- [Exercise brief]:
Copy verbatim the material from its first line to the line that holds "pub fn verify_password(password: &str, stored_hash: &str)", including that line.

- [Exercise input]:
↓↓↓

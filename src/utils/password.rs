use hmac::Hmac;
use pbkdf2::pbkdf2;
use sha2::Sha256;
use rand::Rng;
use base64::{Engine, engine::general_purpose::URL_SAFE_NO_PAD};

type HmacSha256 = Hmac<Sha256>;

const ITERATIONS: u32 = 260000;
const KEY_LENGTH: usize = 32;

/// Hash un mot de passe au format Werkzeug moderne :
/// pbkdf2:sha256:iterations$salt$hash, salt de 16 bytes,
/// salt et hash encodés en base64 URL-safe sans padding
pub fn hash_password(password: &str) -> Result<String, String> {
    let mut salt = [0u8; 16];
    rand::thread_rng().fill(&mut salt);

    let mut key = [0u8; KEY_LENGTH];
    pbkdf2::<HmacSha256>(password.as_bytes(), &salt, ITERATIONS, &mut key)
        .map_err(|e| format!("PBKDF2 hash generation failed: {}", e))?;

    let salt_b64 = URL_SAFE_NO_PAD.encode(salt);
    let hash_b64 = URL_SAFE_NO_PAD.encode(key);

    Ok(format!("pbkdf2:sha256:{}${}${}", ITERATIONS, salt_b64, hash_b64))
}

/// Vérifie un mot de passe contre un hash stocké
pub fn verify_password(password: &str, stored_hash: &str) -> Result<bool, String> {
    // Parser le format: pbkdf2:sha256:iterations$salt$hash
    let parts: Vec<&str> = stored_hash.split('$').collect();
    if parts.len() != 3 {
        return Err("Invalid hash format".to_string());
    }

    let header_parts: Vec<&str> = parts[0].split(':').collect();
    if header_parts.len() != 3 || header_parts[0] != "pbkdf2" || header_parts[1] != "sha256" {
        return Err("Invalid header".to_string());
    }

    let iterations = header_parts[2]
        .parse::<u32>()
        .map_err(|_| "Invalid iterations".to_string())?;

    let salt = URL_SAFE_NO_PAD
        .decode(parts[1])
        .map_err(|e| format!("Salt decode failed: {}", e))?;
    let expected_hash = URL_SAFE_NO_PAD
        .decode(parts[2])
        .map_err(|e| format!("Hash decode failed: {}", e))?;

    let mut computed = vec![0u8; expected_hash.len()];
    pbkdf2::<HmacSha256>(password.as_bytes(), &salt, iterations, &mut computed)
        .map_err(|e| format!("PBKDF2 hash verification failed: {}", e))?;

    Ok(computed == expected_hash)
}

↑↑↑

- [Result of the task]:
filename src/utils/password.rs
use hmac::Hmac;
use pbkdf2::pbkdf2;
use sha2::Sha256;
use rand::Rng;
use base64::{Engine, engine::general_purpose::URL_SAFE_NO_PAD};

type HmacSha256 = Hmac<Sha256>;

const ITERATIONS: u32 = 260000;
const KEY_LENGTH: usize = 32;

/// Hash un mot de passe au format Werkzeug moderne :
/// pbkdf2:sha256:iterations$salt$hash, salt de 16 bytes,
/// salt et hash encodés en base64 URL-safe sans padding
pub fn hash_password(password: &str) -> Result<String, String> {
    let mut salt = [0u8; 16];
    rand::thread_rng().fill(&mut salt);

    let mut key = [0u8; KEY_LENGTH];
    pbkdf2::<HmacSha256>(password.as_bytes(), &salt, ITERATIONS, &mut key)
        .map_err(|e| format!("PBKDF2 hash generation failed: {}", e))?;

    let salt_b64 = URL_SAFE_NO_PAD.encode(salt);
    let hash_b64 = URL_SAFE_NO_PAD.encode(key);

    Ok(format!("pbkdf2:sha256:{}${}${}", ITERATIONS, salt_b64, hash_b64))
}

/// Vérifie un mot de passe contre un hash stocké
pub fn verify_password(password: &str, stored_hash: &str) -> Result<bool, String> {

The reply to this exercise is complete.